The phrase “He’s holding his own” is meant to indicate that someone is holding up under pressure and not requiring the help of others. But whenever I hear that expression my mind immediately demands, “Holding his own what?” Which is quickly followed by, “I hope he washes his hands afterward.”
In the same vein, ‘He knows how to handle himself’ is also supposed to be an admiring comment, but you can probably guess where my brain goes with that. (I wrote ‘he knows how to handle himself’ in Kiss And Say Good Spy; and I admit I was grinning when I did it.) Whenever I hear or read that phrase I wonder whether it’s being used as a compliment or a filthy innuendo.

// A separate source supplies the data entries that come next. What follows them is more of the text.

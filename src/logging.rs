//! Interrupt-safe logging for RustTiltMorse.
//!
//! # Architecture
//!
//! ```text
//! Button ISR / hot path     LogStream           Supervisor loop
//! ─────────────────────     ─────────           ───────────────
//!
//! rt_log!() ──────────────▶ [L0][L1][L2] ─────▶ drain_to_log() ──▶ log::info!() …
//! non-blocking               lock-free           blocking ok
//!                            ring buffer
//! ```
//!
//! # Rules
//!
//! - The button interrupt shall NEVER call `log::*` or `println!`.
//! - Interrupt context uses the `rt_*!` macros.
//! - Messages are dropped, never blocked on, when the ring is full.
//! - Everything outside interrupt context uses the `log` facade directly.

use core::cell::UnsafeCell;
use core::sync::atomic::{AtomicBool, AtomicU32, Ordering};

/// Maximum message length.
pub const MAX_MSG_LEN: usize = 80;

/// Log buffer size (number of entries).
pub const LOG_BUFFER_SIZE: usize = 32;

/// Log level.
#[derive(Clone, Copy, Debug, PartialEq, Eq, PartialOrd, Ord)]
#[repr(u8)]
pub enum LogLevel {
    Error = 0,
    Warn = 1,
    Info = 2,
    Debug = 3,
}

impl LogLevel {
    /// Convert to string for output.
    pub fn as_str(self) -> &'static str {
        match self {
            LogLevel::Error => "ERROR",
            LogLevel::Warn => "WARN",
            LogLevel::Info => "INFO",
            LogLevel::Debug => "DEBUG",
        }
    }
}

impl From<LogLevel> for log::Level {
    fn from(level: LogLevel) -> Self {
        match level {
            LogLevel::Error => log::Level::Error,
            LogLevel::Warn => log::Level::Warn,
            LogLevel::Info => log::Level::Info,
            LogLevel::Debug => log::Level::Debug,
        }
    }
}

/// A single log entry.
#[derive(Clone, Copy)]
#[repr(C)]
pub struct LogEntry {
    /// Timestamp in milliseconds since boot.
    pub timestamp_ms: u32,
    /// Log level.
    pub level: LogLevel,
    /// Message length.
    pub len: u8,
    /// Message bytes (not null-terminated).
    pub msg: [u8; MAX_MSG_LEN],
}

impl LogEntry {
    const EMPTY: Self = Self {
        timestamp_ms: 0,
        level: LogLevel::Info,
        len: 0,
        msg: [0; MAX_MSG_LEN],
    };

    /// Message text, up to the last whole character.
    pub fn message(&self) -> &str {
        let bytes = &self.msg[..self.len as usize];
        match core::str::from_utf8(bytes) {
            Ok(s) => s,
            // Truncated mid-character: keep the valid prefix
            Err(e) => core::str::from_utf8(&bytes[..e.valid_up_to()]).unwrap_or(""),
        }
    }
}

impl Default for LogEntry {
    fn default() -> Self {
        Self::EMPTY
    }
}

struct Slot {
    ready: AtomicBool,
    entry: UnsafeCell<LogEntry>,
}

impl Slot {
    const fn new() -> Self {
        Self {
            ready: AtomicBool::new(false),
            entry: UnsafeCell::new(LogEntry::EMPTY),
        }
    }
}

/// Lock-free log stream (MPSC: multiple producers, single consumer).
///
/// - Producers reserve a slot with a CAS on `write_idx`, only when one is free
/// - Push never blocks (drops message if full)
/// - A slot becomes visible to the consumer once its `ready` flag is set
pub struct LogStream<const N: usize = LOG_BUFFER_SIZE> {
    slots: [Slot; N],
    write_idx: AtomicU32,
    read_idx: AtomicU32,
    dropped: AtomicU32,
}

// SAFETY: a slot is written only by the producer that reserved it and read
// only by the single consumer after observing `ready` with Acquire.
unsafe impl<const N: usize> Sync for LogStream<N> {}
unsafe impl<const N: usize> Send for LogStream<N> {}

impl<const N: usize> LogStream<N> {
    const MASK: usize = N - 1;

    /// Create a new empty log stream.
    pub const fn new() -> Self {
        assert!(N.is_power_of_two(), "Log buffer size must be power of 2");

        Self {
            slots: [const { Slot::new() }; N],
            write_idx: AtomicU32::new(0),
            read_idx: AtomicU32::new(0),
            dropped: AtomicU32::new(0),
        }
    }

    /// Push a log entry (interrupt-safe, never blocks).
    ///
    /// Returns `true` if message was queued, `false` if dropped (ring full).
    #[inline]
    pub fn push(&self, timestamp_ms: u32, level: LogLevel, msg: &[u8]) -> bool {
        let mut write = self.write_idx.load(Ordering::Relaxed);
        loop {
            let read = self.read_idx.load(Ordering::Acquire);
            if write.wrapping_sub(read) >= N as u32 {
                self.dropped.fetch_add(1, Ordering::Relaxed);
                return false;
            }
            match self.write_idx.compare_exchange_weak(
                write,
                write.wrapping_add(1),
                Ordering::AcqRel,
                Ordering::Relaxed,
            ) {
                Ok(_) => break,
                Err(current) => write = current,
            }
        }

        let slot = &self.slots[(write as usize) & Self::MASK];
        let len = msg.len().min(MAX_MSG_LEN);

        // SAFETY: the CAS above handed this index to us alone, and the
        // consumer does not touch the slot until `ready` is set.
        unsafe {
            let entry = &mut *slot.entry.get();
            entry.timestamp_ms = timestamp_ms;
            entry.level = level;
            entry.len = len as u8;
            entry.msg[..len].copy_from_slice(&msg[..len]);
        }
        slot.ready.store(true, Ordering::Release);
        true
    }

    /// Drain next log entry (supervisor only).
    ///
    /// Returns `None` if no entries available, or if the oldest reserved
    /// slot is still being written.
    #[inline]
    pub fn drain(&self) -> Option<LogEntry> {
        let read = self.read_idx.load(Ordering::Relaxed);
        let slot = &self.slots[(read as usize) & Self::MASK];

        if !slot.ready.load(Ordering::Acquire) {
            return None;
        }

        // SAFETY: `ready` was published by the producer with Release.
        let entry = unsafe { *slot.entry.get() };
        slot.ready.store(false, Ordering::Relaxed);
        self.read_idx.store(read.wrapping_add(1), Ordering::Release);
        Some(entry)
    }

    /// Get count of dropped messages.
    #[inline]
    pub fn dropped(&self) -> u32 {
        self.dropped.load(Ordering::Relaxed)
    }

    /// Read and reset the dropped counter.
    #[inline]
    pub fn take_dropped(&self) -> u32 {
        self.dropped.swap(0, Ordering::Relaxed)
    }

    /// Get number of entries reserved but not yet drained.
    #[inline]
    pub fn pending(&self) -> u32 {
        let read = self.read_idx.load(Ordering::Relaxed);
        let write = self.write_idx.load(Ordering::Acquire);
        write.wrapping_sub(read)
    }
}

impl<const N: usize> Default for LogStream<N> {
    fn default() -> Self {
        Self::new()
    }
}

/// Forward every queued entry to the `log` facade.
///
/// Reports, once per call, how many entries were dropped since the last
/// call. Returns the number of entries forwarded.
pub fn drain_to_log<const N: usize>(stream: &LogStream<N>) -> usize {
    let mut forwarded = 0;
    while let Some(entry) = stream.drain() {
        log::log!(
            entry.level.into(),
            "[{:>8}ms] {}",
            entry.timestamp_ms,
            entry.message()
        );
        forwarded += 1;
    }

    let dropped = stream.take_dropped();
    if dropped > 0 {
        log::warn!("interrupt log ring full, {} entries dropped", dropped);
    }
    forwarded
}

/// Render `args` into `buf`, cutting off whatever does not fit.
///
/// Returns the number of bytes used. The cut may fall inside a UTF-8
/// sequence; [`LogEntry::message`] drops the partial character.
#[inline]
pub fn format_to_buffer(buf: &mut [u8], args: core::fmt::Arguments<'_>) -> usize {
    struct Truncating<'a> {
        buf: &'a mut [u8],
        used: usize,
    }

    impl core::fmt::Write for Truncating<'_> {
        fn write_str(&mut self, s: &str) -> core::fmt::Result {
            let room = &mut self.buf[self.used..];
            let n = s.len().min(room.len());
            room[..n].copy_from_slice(&s.as_bytes()[..n]);
            self.used += n;
            Ok(())
        }
    }

    let mut out = Truncating { buf, used: 0 };
    let _ = core::fmt::write(&mut out, args);
    out.used
}

/// Interrupt-safe log macro.
///
/// # Example
///
/// ```ignore
/// rt_log!(LogLevel::Info, LOG_STREAM, now_ms, "button {:?}", button);
/// ```
#[macro_export]
macro_rules! rt_log {
    ($level:expr, $stream:expr, $timestamp:expr, $($arg:tt)*) => {{
        let mut buf = [0u8; $crate::logging::MAX_MSG_LEN];
        let len = $crate::logging::format_to_buffer(&mut buf, format_args!($($arg)*));
        $stream.push($timestamp, $level, &buf[..len]);
    }};
}

/// Interrupt-safe info log.
#[macro_export]
macro_rules! rt_info {
    ($stream:expr, $timestamp:expr, $($arg:tt)*) => {
        $crate::rt_log!($crate::logging::LogLevel::Info, $stream, $timestamp, $($arg)*)
    };
}

/// Interrupt-safe debug log.
#[macro_export]
macro_rules! rt_debug {
    ($stream:expr, $timestamp:expr, $($arg:tt)*) => {
        $crate::rt_log!($crate::logging::LogLevel::Debug, $stream, $timestamp, $($arg)*)
    };
}

#[cfg(test)]
mod tests {
    use super::*;

    #[test]
    fn test_log_stream_basic() {
        let stream = LogStream::<16>::new();

        assert!(stream.push(1000, LogLevel::Info, b"Mode: Receiving"));
        assert_eq!(stream.pending(), 1);

        let entry = stream.drain().unwrap();
        assert_eq!(entry.timestamp_ms, 1000);
        assert_eq!(entry.level, LogLevel::Info);
        assert_eq!(entry.message(), "Mode: Receiving");

        assert!(stream.drain().is_none());
        assert_eq!(stream.pending(), 0);
    }

    #[test]
    fn test_log_stream_full_does_not_advance() {
        let stream = LogStream::<4>::new();

        for i in 0..4 {
            assert!(stream.push(i, LogLevel::Info, b"x"));
        }

        assert!(!stream.push(5, LogLevel::Info, b"5"));
        assert!(!stream.push(6, LogLevel::Info, b"6"));
        assert_eq!(stream.dropped(), 2);
        assert_eq!(stream.pending(), 4);

        // Drops never corrupt the order of what was accepted
        assert_eq!(stream.drain().unwrap().timestamp_ms, 0);
        assert!(stream.push(7, LogLevel::Info, b"7"));
        let order: Vec<u32> = core::iter::from_fn(|| stream.drain())
            .map(|e| e.timestamp_ms)
            .collect();
        assert_eq!(order, vec![1, 2, 3, 7]);
    }

    #[test]
    fn test_long_message_truncated() {
        let stream = LogStream::<4>::new();
        let long = [b'a'; MAX_MSG_LEN + 20];
        assert!(stream.push(0, LogLevel::Warn, &long));
        assert_eq!(stream.drain().unwrap().len as usize, MAX_MSG_LEN);
    }

    #[test]
    fn test_truncation_keeps_whole_characters() {
        let mut buf = [0u8; 4];
        let len = format_to_buffer(&mut buf, format_args!("abc→"));
        assert_eq!(len, 4);

        let mut entry = LogEntry::default();
        entry.msg[..len].copy_from_slice(&buf[..len]);
        entry.len = len as u8;
        assert_eq!(entry.message(), "abc");
    }

    #[test]
    fn test_take_dropped_resets() {
        let stream = LogStream::<2>::new();
        stream.push(0, LogLevel::Info, b"a");
        stream.push(0, LogLevel::Info, b"b");
        stream.push(0, LogLevel::Info, b"c");
        assert_eq!(stream.take_dropped(), 1);
        assert_eq!(stream.dropped(), 0);
    }

    #[test]
    fn test_format_to_buffer() {
        let mut buf = [0u8; 8];
        let len = format_to_buffer(&mut buf, format_args!("Unit {}ms", 200));
        assert_eq!(&buf[..len], b"Unit 200");
    }

    #[test]
    fn test_rt_macro_pushes() {
        let stream = LogStream::<4>::new();
        crate::rt_debug!(stream, 42, "bounce on {:?}", 'B');
        let entry = stream.drain().unwrap();
        assert_eq!(entry.level, LogLevel::Debug);
        assert_eq!(entry.message(), "bounce on 'B'");
    }

    #[test]
    fn test_mpsc_multiple_producers() {
        use std::sync::Arc;
        use std::thread;

        let stream = Arc::new(LogStream::<64>::new());
        let mut handles = vec![];

        for i in 0..4 {
            let stream = Arc::clone(&stream);
            handles.push(thread::spawn(move || {
                for j in 0..10 {
                    let msg = format!("Thread {} msg {}", i, j);
                    stream.push(j, LogLevel::Info, msg.as_bytes());
                }
            }));
        }

        for handle in handles {
            handle.join().unwrap();
        }

        let mut count = 0;
        while stream.drain().is_some() {
            count += 1;
        }
        assert_eq!(count, 40, "All messages should be present");
    }

    #[test]
    fn test_mpsc_concurrent_with_consumer() {
        use std::sync::atomic::AtomicBool;
        use std::sync::Arc;
        use std::thread;

        let stream = Arc::new(LogStream::<16>::new());
        let done = Arc::new(AtomicBool::new(false));

        let consumer = {
            let stream = Arc::clone(&stream);
            let done = Arc::clone(&done);
            thread::spawn(move || {
                let mut seen = 0u32;
                loop {
                    match stream.drain() {
                        Some(_) => seen += 1,
                        None if done.load(Ordering::Acquire) && stream.pending() == 0 => break,
                        None => thread::yield_now(),
                    }
                }
                seen
            })
        };

        let producers: Vec<_> = (0..4)
            .map(|_| {
                let stream = Arc::clone(&stream);
                thread::spawn(move || {
                    for j in 0..200 {
                        stream.push(j, LogLevel::Debug, b"tick");
                    }
                })
            })
            .collect();
        for p in producers {
            p.join().unwrap();
        }
        done.store(true, Ordering::Release);

        let seen = consumer.join().unwrap();
        assert_eq!(seen + stream.dropped(), 800);
    }
}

…And don’t even get me started about the word ‘innuendo’. To me it sounds like The Godfather describing a kinky sex act: “In-u-end-o!”
‘Feckless’ makes me giggle, too. The online dictionary tells me it’s derived from the Scottish word ‘feck’, which means ‘effect’; therefore ‘feckless’ means ‘useless, incompetent, ineffective’. I always think of ‘feck’ as an Irish expletive, so in my mind ‘feckless’ should mean ‘not giving a feck’. E.g. “I’ve been doing this stupid job for so long I’m feckless about it.” Or “If he fell off the face of the earth, I’d be feckless”.
‘Gormless’ is an intrinsically funny word. Unlike the others, it doesn’t remind me of any other word (except maybe ‘worm’) but even if I’d never heard it before, I think I’d still identify it as an insult. Like ‘flaccid’, ‘gormless’ is a word whose sound suits its meaning perfectly.
And speaking of the way words sound, I have to smother a smile when anybody says ‘Doing his/her duty’, too. Unless the speaker enunciates very clearly, I hear ‘doing his/her doody’… which is another thing entirely. (Please pass the toilet paper.)
What word or phrase never fails to make you snicker?